この記事は、日本マーケティング学会発行の『マーケティングジャーナル』Vol.45, No.3の巻頭言を、加筆・修正したものです。
変わるオンライン・コミュニティ
オンライン・コミュニティとは「会話、情報などの資源交換、学習、遊び、ただ一緒に過ごすといった目的のためにオンライン上で人々が集まる場」として定義されます(Kraut et al., 2012)。
近年の情報技術の進歩による端末やコンテンツの進化と多様化、無償のデジタル財の普及などにともない、オンライン・コミュニティはその姿を変化させています。インターネット黎明期においては、テキストベースの情報交換を、掲示板やメーリングリスト、SNSで行うことが主流でした。現在の交換の在り方は、従来から存在するテキストベースの情報交換に加えて金銭的・非金銭的応援、売買、観戦、対戦など多岐にわたり、参加主体も人間、2D、3Dのアバターなど多様です。
また、従来のコミュニティにおいては対面のオフライン・コミュニティとオンライン・コミュニティを個別に検討していましたが、現在は複合現実(mixed reality)などの技術によってオンラインとオフラインの境界が曖昧になりつつあります。さらに、法人向けSNSやB2Bコミュニティの普及により、B2C、C2C以外のオンライン・コミュニティも多く生まれています。

本稿では、こうした現代のメディア環境におけるオンライン・コミュニティの最前線を、日本マーケティング学会の学術誌『マーケティングジャーナル』(QJM Vol.45 No.3)に掲載された最新の研究成果をもとに紐解いていきます。
この特集号では、4つの異なるオンライン・コミュニティ(オンライン・ゲーム、メタバース、動画共有サイト、B2Bコミュニティ)が取り上げられています。それぞれが持つユニークな特徴と、そこに共通する普遍的なメカニズムを理解することは、これからのマーケティング戦略を考える上で不可欠と考えます。
オンライン・ゲームから多様化するコミュニティの現在を探る
冒頭のオンライン・コミュニティの定義の事例の一つは、オンライン・ゲームです。一橋大学の六嶋俊太特任講師と松井剛教授の論文「オンライン空間において多様化する消費者の実践 ― 消費者の異質性を考慮したオンライン・ブランド・コミュニティの考察 ―」は、オンライン対戦ゲームのコミュニティを分析事例としています。
本研究の重要な特徴は、オンライン・コミュニティの在り方を現代の情報環境下で再検討している点です。オンライン・コミュニティはMuniz and O'Guinnが2001年に提唱した「ブランド・コミュニティ(BC)」が長らく理論的基盤でした。
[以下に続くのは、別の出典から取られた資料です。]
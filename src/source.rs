// Ultralytics 🚀 AGPL-3.0 License - https://ultralytics.com/license

//! Pose stream input.
//!
//! The pose estimator runs outside this crate. Its per-frame output reaches
//! the sentinel as a stream of [`PoseFrame`]s, one JSON object per line:
//!
//! ```json
//! {"frame": 0, "width": 1280, "height": 720, "fps": 29.7,
//!  "poses": [{"id": 1, "bbox": [10, 20, 200, 400],
//!             "keypoints": [{"id": 13, "x": 120.5, "y": 310.0, "score": 0.91}]}]}
//! ```
//!
//! Every field except `poses[].keypoints` is optional. Blank lines and
//! `null` lines are capture timeouts and are skipped. Keypoint ids outside
//! the 17-point layout, negative ones included, are dropped.

use std::fs::File;
use std::io::{self, BufRead, BufReader};
use std::path::{Path, PathBuf};

use serde::{Deserialize, Serialize};

use crate::batch::{BoundingBox, Detection, FrameBatch};
use crate::error::{Result, SentinelError};
use crate::geometry::Point;
use crate::keypoints::{KEYPOINT_COUNT, KeypointIndex, PoseKeypoints};

/// A keypoint as reported by the pose estimator.
#[derive(Debug, Clone, Copy, PartialEq, Serialize, Deserialize)]
pub struct LabeledKeypoint {
    /// Anatomical index. Values outside `0..17` are ignored.
    pub id: i64,
    pub x: f32,
    pub y: f32,
    /// Confidence, if the estimator reports one.
    #[serde(default, skip_serializing_if = "Option::is_none")]
    pub score: Option<f32>,
}

/// One detected person.
#[derive(Debug, Clone, PartialEq, Default, Serialize, Deserialize)]
pub struct Pose {
    #[serde(default, skip_serializing_if = "Option::is_none")]
    pub id: Option<u64>,
    #[serde(default, skip_serializing_if = "Option::is_none")]
    pub bbox: Option<BoundingBox>,
    pub keypoints: Vec<LabeledKeypoint>,
}

impl Pose {
    /// Pack this pose into a [`Detection`].
    ///
    /// Keypoints below `threshold` or outside the 17-point layout are absent.
    /// Missing ids, boxes and scores default to ones.
    #[must_use]
    pub fn to_detection(&self, threshold: f32) -> Detection {
        let mut keypoints: PoseKeypoints = [None; KEYPOINT_COUNT];
        let mut scores = [1.0; KEYPOINT_COUNT];

        for kp in &self.keypoints {
            let Some(index) = usize::try_from(kp.id)
                .ok()
                .and_then(KeypointIndex::from_index)
                .map(KeypointIndex::index)
            else {
                continue;
            };
            let score = kp.score.unwrap_or(1.0);
            if score < threshold || keypoints[index].is_some() {
                continue;
            }
            keypoints[index] = Some(Point::new(kp.x, kp.y));
            scores[index] = score;
        }

        Detection {
            id: self.id.unwrap_or(1),
            bbox: self.bbox.unwrap_or([1.0; 4]),
            keypoints,
            scores,
        }
    }
}

/// Pose estimator output for one frame.
#[derive(Debug, Clone, PartialEq, Default, Serialize, Deserialize)]
pub struct PoseFrame {
    /// Frame index within the stream.
    #[serde(default)]
    pub frame: usize,
    #[serde(default, skip_serializing_if = "Option::is_none")]
    pub width: Option<u32>,
    #[serde(default, skip_serializing_if = "Option::is_none")]
    pub height: Option<u32>,
    /// Network throughput reported by the estimator.
    #[serde(default, skip_serializing_if = "Option::is_none")]
    pub fps: Option<f32>,
    /// Path of the frame image, for overlay rendering.
    #[serde(default, skip_serializing_if = "Option::is_none")]
    pub image: Option<PathBuf>,
    #[serde(default)]
    pub poses: Vec<Pose>,
}

impl PoseFrame {
    /// Pack all poses into a frame batch.
    #[must_use]
    pub fn to_batch(&self, threshold: f32) -> FrameBatch {
        FrameBatch::from_detections(self.poses.iter().map(|p| p.to_detection(threshold)))
    }
}

/// Where the pose stream is read from.
#[derive(Debug, Clone, PartialEq, Eq)]
pub enum InputSource {
    /// Standard input.
    Stdin,
    /// JSON-lines file.
    File(PathBuf),
}

impl From<&str> for InputSource {
    fn from(s: &str) -> Self {
        if s.is_empty() || s == "-" {
            Self::Stdin
        } else {
            Self::File(PathBuf::from(s))
        }
    }
}

impl InputSource {
    /// Open the stream.
    ///
    /// # Errors
    ///
    /// Returns [`SentinelError::SourceError`] if the file cannot be opened.
    pub fn open(&self) -> Result<PoseStream<Box<dyn BufRead>>> {
        let reader: Box<dyn BufRead> = match self {
            Self::Stdin => Box::new(BufReader::new(io::stdin())),
            Self::File(path) => Box::new(BufReader::new(open_file(path)?)),
        };
        Ok(PoseStream::new(reader))
    }
}

fn open_file(path: &Path) -> Result<File> {
    File::open(path)
        .map_err(|e| SentinelError::SourceError(format!("cannot open {}: {e}", path.display())))
}

/// Supplier of pose frames for the pipeline.
///
/// Any iterator of `Result<PoseFrame>` is a source, which covers [`PoseStream`]
/// as well as in-memory frame lists.
pub trait PoseSource {
    /// Read the next frame. `None` ends the stream.
    fn next_frame(&mut self) -> Option<Result<PoseFrame>>;
}

impl<I> PoseSource for I
where
    I: Iterator<Item = Result<PoseFrame>>,
{
    fn next_frame(&mut self) -> Option<Result<PoseFrame>> {
        self.next()
    }
}

/// Iterator over the frames of a JSON-lines pose stream.
pub struct PoseStream<R: BufRead> {
    reader: R,
    line: String,
    line_no: usize,
}

impl<R: BufRead> PoseStream<R> {
    /// Wrap a buffered reader.
    pub const fn new(reader: R) -> Self {
        Self {
            reader,
            line: String::new(),
            line_no: 0,
        }
    }
}

impl<R: BufRead> Iterator for PoseStream<R> {
    type Item = Result<PoseFrame>;

    fn next(&mut self) -> Option<Self::Item> {
        loop {
            self.line.clear();
            match self.reader.read_line(&mut self.line) {
                Ok(0) => return None,
                Ok(_) => {}
                Err(e) => return Some(Err(e.into())),
            }
            self.line_no += 1;

            let text = self.line.trim();
            if text.is_empty() || text == "null" {
                continue;
            }

            return Some(serde_json::from_str(text).map_err(|e| {
                SentinelError::SourceError(format!("line {}: {e}", self.line_no))
            }));
        }
    }
}

#[cfg(test)]
mod tests {
    use super::*;
    use std::io::Cursor;

    #[test]
    fn test_input_source_from_str() {
        assert_eq!(InputSource::from("-"), InputSource::Stdin);
        assert_eq!(InputSource::from(""), InputSource::Stdin);
        assert_eq!(
            InputSource::from("poses.jsonl"),
            InputSource::File(PathBuf::from("poses.jsonl"))
        );
    }

    #[test]
    fn test_stream_skips_timeouts() {
        let data = "\n{\"frame\": 0, \"poses\": []}\nnull\n{\"frame\": 1, \"fps\": 30.0}\n";
        let frames: Vec<PoseFrame> = PoseStream::new(Cursor::new(data))
            .collect::<Result<_>>()
            .unwrap();
        assert_eq!(frames.len(), 2);
        assert_eq!(frames[1].frame, 1);
        assert_eq!(frames[1].fps, Some(30.0));
        assert!(frames[1].poses.is_empty());
    }

    #[test]
    fn test_stream_reports_bad_line() {
        let data = "{\"frame\": 0}\n{not json\n";
        let mut stream = PoseStream::new(Cursor::new(data));
        assert!(stream.next().unwrap().is_ok());
        let err = stream.next().unwrap().unwrap_err();
        assert!(err.to_string().contains("line 2"));
        assert!(stream.next().is_none());
    }

    #[test]
    fn test_pose_to_detection() {
        let pose = Pose {
            id: None,
            bbox: None,
            keypoints: vec![
                LabeledKeypoint { id: 13, x: 5.0, y: 6.0, score: Some(0.9) },
                LabeledKeypoint { id: 11, x: 1.0, y: 2.0, score: Some(0.05) },
                LabeledKeypoint { id: 20, x: 1.0, y: 2.0, score: None },
                LabeledKeypoint { id: 5, x: 3.0, y: 4.0, score: None },
                LabeledKeypoint { id: -1, x: 8.0, y: 8.0, score: Some(0.99) },
            ],
        };

        let det = pose.to_detection(0.15);
        assert_eq!(det.id, 1);
        assert_eq!(det.bbox, [1.0; 4]);
        assert_eq!(det.keypoints[13], Some(Point::new(5.0, 6.0)));
        assert_eq!(det.keypoints[11], None);
        assert_eq!(det.keypoints[5], Some(Point::new(3.0, 4.0)));
        assert!((det.scores[13] - 0.9).abs() < f32::EPSILON);
        assert_eq!(det.visible_count(), 2);
    }

    #[test]
    fn test_negative_keypoint_id_dropped() {
        let data = r#"{"poses": [{"keypoints": [{"id": -1, "x": 4, "y": 4}, {"id": 13, "x": 5, "y": 6}]}]}"#;
        let mut stream = PoseStream::new(Cursor::new(data));
        let frame = stream.next_frame().unwrap().unwrap();
        let batch = frame.to_batch(0.15);
        assert_eq!(batch.len(), 1);
        assert_eq!(batch.keypoints()[0][13], Some(Point::new(5.0, 6.0)));
        assert_eq!(batch.keypoints()[0].iter().filter(|k| k.is_some()).count(), 1);
        assert!(stream.next_frame().is_none());
    }

    #[test]
    fn test_frame_to_batch() {
        let frame: PoseFrame = serde_json::from_str(
            r#"{"poses": [{"id": 4, "bbox": [0, 0, 10, 20], "keypoints": []},
                          {"keypoints": [{"id": 0, "x": 1, "y": 1}]}]}"#,
        )
        .unwrap();
        let batch = frame.to_batch(0.15);
        assert_eq!(batch.len(), 2);
        assert_eq!(batch.ids(), &[4, 1]);
        assert_eq!(batch.boxes()[0], [0.0, 0.0, 10.0, 20.0]);
    }
}
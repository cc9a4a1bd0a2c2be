// Ultralytics 🚀 AGPL-3.0 License - https://ultralytics.com/license

//! Limb band evaluation modes.
//!
//! A "band" test asks whether a pair of left/right joint angles lies inside
//! the `(lower, upper)` range. The two modes differ in how the two sides are
//! combined.

use std::fmt;
use std::str::FromStr;

/// How left and right joint angles are combined when testing a band.
#[derive(Debug, Clone, Copy, PartialEq, Eq, Hash, Default)]
pub enum LimbMode {
    /// `(left < upper || right < upper) && (left > lower || right > lower)`.
    ///
    /// The two bounds may be satisfied by different sides, so one joint at 10°
    /// and the other at 170° passes. This is the behaviour of the deployed
    /// detector.
    #[default]
    Legacy,
    /// At least one side must lie strictly inside the band on its own.
    Strict,
}

impl LimbMode {
    /// Returns the string representation used on the command line.
    #[must_use]
    pub const fn as_str(&self) -> &'static str {
        match self {
            Self::Legacy => "legacy",
            Self::Strict => "strict",
        }
    }

    /// Evaluate a band for a left/right pair of angles.
    ///
    /// `None` marks an angle that could not be measured; it satisfies neither bound.
    #[must_use]
    pub fn band(self, left: Option<f32>, right: Option<f32>, lower: f32, upper: f32) -> bool {
        let below = |a: Option<f32>| a.is_some_and(|a| a < upper);
        let above = |a: Option<f32>| a.is_some_and(|a| a > lower);

        match self {
            Self::Legacy => (below(left) || below(right)) && (above(left) || above(right)),
            Self::Strict => (below(left) && above(left)) || (below(right) && above(right)),
        }
    }
}

impl fmt::Display for LimbMode {
    fn fmt(&self, f: &mut fmt::Formatter<'_>) -> fmt::Result {
        write!(f, "{}", self.as_str())
    }
}

impl FromStr for LimbMode {
    type Err = LimbModeParseError;

    fn from_str(s: &str) -> Result<Self, Self::Err> {
        match s.to_lowercase().as_str() {
            "legacy" | "loose" => Ok(Self::Legacy),
            "strict" | "per-leg" | "per_leg" => Ok(Self::Strict),
            _ => Err(LimbModeParseError(s.to_string())),
        }
    }
}

/// Error returned when parsing an invalid mode string.
#[derive(Debug, Clone)]
pub struct LimbModeParseError(String);

impl fmt::Display for LimbModeParseError {
    fn fmt(&self, f: &mut fmt::Formatter<'_>) -> fmt::Result {
        write!(
            f,
            "invalid limb mode '{}', expected one of: legacy, strict",
            self.0
        )
    }
}

impl std::error::Error for LimbModeParseError {}
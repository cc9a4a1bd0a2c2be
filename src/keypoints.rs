// Ultralytics 🚀 AGPL-3.0 License - https://ultralytics.com/license

//! 17-point COCO body keypoint layout.

use crate::geometry::Point;

/// Number of keypoints in the body layout.
pub const KEYPOINT_COUNT: usize = 17;

/// Keypoints for one detection, indexed by [`KeypointIndex`]. `None` marks an absent keypoint.
pub type PoseKeypoints = [Option<Point>; KEYPOINT_COUNT];

/// Per-keypoint confidence scores for one detection.
pub type KeypointScores = [f32; KEYPOINT_COUNT];

/// Anatomical keypoint indices.
#[derive(Debug, Clone, Copy, PartialEq, Eq, Hash)]
#[repr(usize)]
pub enum KeypointIndex {
    Nose = 0,
    LeftEye = 1,
    RightEye = 2,
    LeftEar = 3,
    RightEar = 4,
    LeftShoulder = 5,
    RightShoulder = 6,
    LeftElbow = 7,
    RightElbow = 8,
    LeftWrist = 9,
    RightWrist = 10,
    LeftHip = 11,
    RightHip = 12,
    LeftKnee = 13,
    RightKnee = 14,
    LeftAnkle = 15,
    RightAnkle = 16,
}

impl KeypointIndex {
    /// All indices in layout order.
    pub const ALL: [Self; KEYPOINT_COUNT] = [
        Self::Nose,
        Self::LeftEye,
        Self::RightEye,
        Self::LeftEar,
        Self::RightEar,
        Self::LeftShoulder,
        Self::RightShoulder,
        Self::LeftElbow,
        Self::RightElbow,
        Self::LeftWrist,
        Self::RightWrist,
        Self::LeftHip,
        Self::RightHip,
        Self::LeftKnee,
        Self::RightKnee,
        Self::LeftAnkle,
        Self::RightAnkle,
    ];

    /// Look up an index by its position in the layout.
    #[must_use]
    pub fn from_index(index: usize) -> Option<Self> {
        Self::ALL.get(index).copied()
    }

    /// Position of this keypoint in the layout.
    #[must_use]
    pub const fn index(self) -> usize {
        self as usize
    }
}

/// Skeleton structure (pairs of keypoint indices) used for overlay drawing.
pub const SKELETON: [[usize; 2]; 19] = [
    [15, 13], // left ankle to left knee
    [13, 11], // left knee to left hip
    [16, 14], // right ankle to right knee
    [14, 12], // right knee to right hip
    [11, 12], // left hip to right hip
    [5, 11],  // left shoulder to left hip
    [6, 12],  // right shoulder to right hip
    [5, 6],   // left shoulder to right shoulder
    [5, 7],   // left shoulder to left elbow
    [6, 8],   // right shoulder to right elbow
    [7, 9],   // left elbow to left wrist
    [8, 10],  // right elbow to right wrist
    [1, 2],   // left eye to right eye
    [0, 1],   // nose to left eye
    [0, 2],   // nose to right eye
    [1, 3],   // left eye to left ear
    [2, 4],   // right eye to right ear
    [3, 5],   // left ear to left shoulder
    [4, 6],   // right ear to right shoulder
];

/// Read a keypoint, substituting the `(0, 0)` sentinel when absent.
#[must_use]
pub fn point_or_origin(keypoints: &PoseKeypoints, index: KeypointIndex) -> Point {
    keypoints[index.index()].unwrap_or(Point::ORIGIN)
}

/// Pack a sparse set of labeled keypoints into a full layout.
///
/// Ids outside the layout are ignored. When the same id appears twice the first one wins.
#[must_use]
pub fn pack_labeled<I>(labeled: I) -> PoseKeypoints
where
    I: IntoIterator<Item = (usize, Point)>,
{
    let mut keypoints: PoseKeypoints = [None; KEYPOINT_COUNT];
    for (id, point) in labeled {
        if let Some(slot) = keypoints.get_mut(id)
            && slot.is_none()
        {
            *slot = Some(point);
        }
    }
    keypoints
}

/// Convert a sentinel-encoded keypoint row into optional keypoints.
///
/// `(0, 0)` entries become `None`.
#[must_use]
pub fn from_sentinel(points: &[Point; KEYPOINT_COUNT]) -> PoseKeypoints {
    points.map(|p| if p.is_origin() { None } else { Some(p) })
}

#[cfg(test)]
mod tests {
    use super::*;

    #[test]
    fn test_index_roundtrip() {
        for (i, kp) in KeypointIndex::ALL.iter().enumerate() {
            assert_eq!(kp.index(), i);
            assert_eq!(KeypointIndex::from_index(i), Some(*kp));
        }
        assert_eq!(KeypointIndex::from_index(17), None);
    }

    #[test]
    fn test_pack_labeled_fills_absent() {
        let kps = pack_labeled([(13, Point::new(4.0, 5.0)), (0, Point::new(1.0, 1.0))]);
        assert_eq!(kps[13], Some(Point::new(4.0, 5.0)));
        assert_eq!(kps[0], Some(Point::new(1.0, 1.0)));
        assert_eq!(kps.iter().filter(|k| k.is_none()).count(), 15);
        assert_eq!(point_or_origin(&kps, KeypointIndex::LeftHip), Point::ORIGIN);
    }

    #[test]
    fn test_pack_labeled_ignores_out_of_range() {
        let kps = pack_labeled([(17, Point::new(1.0, 1.0)), (40, Point::new(2.0, 2.0))]);
        assert!(kps.iter().all(Option::is_none));
    }

    #[test]
    fn test_pack_labeled_first_wins() {
        let kps = pack_labeled([(5, Point::new(1.0, 1.0)), (5, Point::new(9.0, 9.0))]);
        assert_eq!(kps[5], Some(Point::new(1.0, 1.0)));
    }

    #[test]
    fn test_from_sentinel() {
        let mut raw = [Point::ORIGIN; KEYPOINT_COUNT];
        raw[11] = Point::new(10.0, 20.0);
        let kps = from_sentinel(&raw);
        assert_eq!(kps[11], Some(Point::new(10.0, 20.0)));
        assert!(kps[12].is_none());
    }

    #[test]
    fn test_skeleton_indices_in_range() {
        assert!(SKELETON.iter().flatten().all(|&i| i < KEYPOINT_COUNT));
    }
}
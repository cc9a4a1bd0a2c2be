// Ultralytics 🚀 AGPL-3.0 License - https://ultralytics.com/license

//! Output window for annotated frames.
//!
//! The window title doubles as the status bar.

use image::DynamicImage;
use minifb::{Key, Window, WindowOptions};

use crate::error::{Result, SentinelError};
use crate::visualizer::Color;

/// A simple image viewer using minifb.
pub struct Viewer {
    window: Window,
    pub width: usize,
    pub height: usize,
    buffer: Vec<u32>,
}

impl Viewer {
    /// Create a new viewer window.
    ///
    /// # Errors
    ///
    /// Returns [`SentinelError::VisualizerError`] if the window cannot be created.
    pub fn new(title: &str, width: usize, height: usize) -> Result<Self> {
        let mut window = Window::new(
            title,
            width,
            height,
            WindowOptions {
                resize: true,
                ..WindowOptions::default()
            },
        )
        .map_err(|e| SentinelError::VisualizerError(format!("Failed to create window: {e}")))?;

        window.set_target_fps(60);

        Ok(Self {
            window,
            width,
            height,
            buffer: Vec::new(),
        })
    }

    /// Whether the window is still open and the user has not pressed Esc or Q.
    #[must_use]
    pub fn is_open(&self) -> bool {
        self.window.is_open()
            && !self.window.is_key_down(Key::Escape)
            && !self.window.is_key_down(Key::Q)
    }

    /// Show the status text in the title bar.
    pub fn set_status(&mut self, status: &str) {
        self.window.set_title(status);
    }

    /// Update the window with a new image.
    ///
    /// Returns `false` once the window has been closed.
    ///
    /// # Errors
    ///
    /// Returns [`SentinelError::VisualizerError`] if the buffer cannot be presented.
    pub fn update(&mut self, image: &DynamicImage) -> Result<bool> {
        if !self.is_open() {
            return Ok(false);
        }

        let (img_width, img_height) = (image.width() as usize, image.height() as usize);
        let num_pixels = img_width * img_height;
        if self.buffer.len() != num_pixels {
            self.buffer.resize(num_pixels, 0);
        }

        // minifb expects 0x00RRGGBB per pixel
        let rgb = image.to_rgb8();
        for (dst, pixel) in self.buffer.iter_mut().zip(rgb.pixels()) {
            *dst = Color::new(pixel[0], pixel[1], pixel[2]).to_u32();
        }

        self.width = img_width;
        self.height = img_height;

        self.window
            .update_with_buffer(&self.buffer, self.width, self.height)
            .map_err(|e| SentinelError::VisualizerError(format!("Failed to update window: {e}")))?;

        Ok(true)
    }
}
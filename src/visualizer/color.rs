// Ultralytics 🚀 AGPL-3.0 License - https://ultralytics.com/license

use crate::results::PostureStatus;

/// Color type for visualization.
#[derive(Debug, Clone, Copy, PartialEq, Eq)]
pub struct Color(pub u8, pub u8, pub u8);

impl Color {
    /// Red color.
    pub const RED: Self = Self(255, 0, 0);
    /// Green color.
    pub const GREEN: Self = Self(0, 255, 0);
    /// White color.
    pub const WHITE: Self = Self(255, 255, 255);
    /// Black color.
    pub const BLACK: Self = Self(0, 0, 0);

    /// Create a new color from RGB values.
    #[must_use]
    pub const fn new(r: u8, g: u8, b: u8) -> Self {
        Self(r, g, b)
    }

    /// Get a color from the pose palette by index.
    #[must_use]
    pub const fn from_pose_index(index: usize) -> Self {
        let color = POSE_COLORS[index % POSE_COLORS.len()];
        Self(color[0], color[1], color[2])
    }

    /// Banner color for a frame status: red on detection, green otherwise.
    #[must_use]
    pub const fn for_status(status: PostureStatus) -> Self {
        match status {
            PostureStatus::WheelchairDetected => Self::RED,
            PostureStatus::Normal => Self::GREEN,
        }
    }

    /// Convert to an `image` pixel.
    #[must_use]
    pub const fn to_rgb(self) -> image::Rgb<u8> {
        image::Rgb([self.0, self.1, self.2])
    }

    /// Pack as `0x00RRGGBB`.
    #[must_use]
    pub const fn to_u32(self) -> u32 {
        ((self.0 as u32) << 16) | ((self.1 as u32) << 8) | self.2 as u32
    }
}

/// Limb color indices into [`POSE_COLORS`], parallel to [`crate::keypoints::SKELETON`].
/// Mapping: legs=blue, torso=magenta, arms=light blue, face=green
pub const LIMB_COLOR_INDICES: [usize; 19] = [
    0, 0, 0, 0, 7, 7, 7, 9, 9, 9, 9, 9, 16, 16, 16, 16, 16, 16, 16,
];

/// Keypoint color indices into [`POSE_COLORS`].
pub const KPT_COLOR_INDICES: [usize; 17] = [16, 16, 16, 16, 16, 9, 9, 9, 9, 9, 9, 0, 0, 0, 0, 0, 0];

/// Pose color palette.
pub const POSE_COLORS: [[u8; 3]; 20] = [
    [255, 128, 0],   // #ff8000
    [255, 153, 51],  // #ff9933
    [255, 178, 102], // #ffb266
    [230, 230, 0],   // #e6e600
    [255, 153, 255], // #ff99ff
    [153, 204, 255], // #99ccff
    [255, 102, 255], // #ff66ff
    [255, 51, 255],  // #ff33ff
    [102, 178, 255], // #66b2ff
    [51, 153, 255],  // #3399ff
    [255, 153, 153], // #ff9999
    [255, 102, 102], // #ff6666
    [255, 51, 51],   // #ff3333
    [153, 255, 153], // #99ff99
    [102, 255, 102], // #66ff66
    [51, 255, 51],   // #33ff33
    [0, 255, 0],     // #00ff00
    [0, 0, 255],     // #0000ff
    [255, 0, 0],     // #ff0000
    [255, 255, 255], // #ffffff
];

#[cfg(test)]
mod tests {
    use super::*;

    #[test]
    fn test_status_colors() {
        assert_eq!(Color::for_status(PostureStatus::WheelchairDetected), Color::RED);
        assert_eq!(Color::for_status(PostureStatus::Normal), Color::GREEN);
    }

    #[test]
    fn test_pack() {
        assert_eq!(Color::new(0x12, 0x34, 0x56).to_u32(), 0x0012_3456);
        assert_eq!(Color::from_pose_index(20), Color::from_pose_index(0));
    }
}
しかし、時代の変化とともに人々が使用する端末やオンライン上の人々の交流の形は変わっていき、BCでは説明しきれない現象が登場します。こうした環境の変化にともない、新たな概念としてArvidsson and Caliandroが2016年に「ブランド・パブリック(BP:SNSにおいて『ハッシュタグ(#)』などのインターネット機能を媒介して発生する、ブランドに関する個人の感情的表現によって形成される消費集団)」という概念を紹介しました。
本研究は、2025年現在においてはBCとBPの両者が想定する消費者が共存し、それぞれの実践およびその相互作用によってコミュニティ活動が発展・変化しているという見解を問題提起として提示し、そうしたオンライン上の集団を指して「現代のOBC(オンライン・ブランド・コミュニティ)」と表記し考察しています。
また、本研究は世界的に人気が高まっているオンライン・ゲームを対象にしているという点においても、読者は興味深く読めると思います。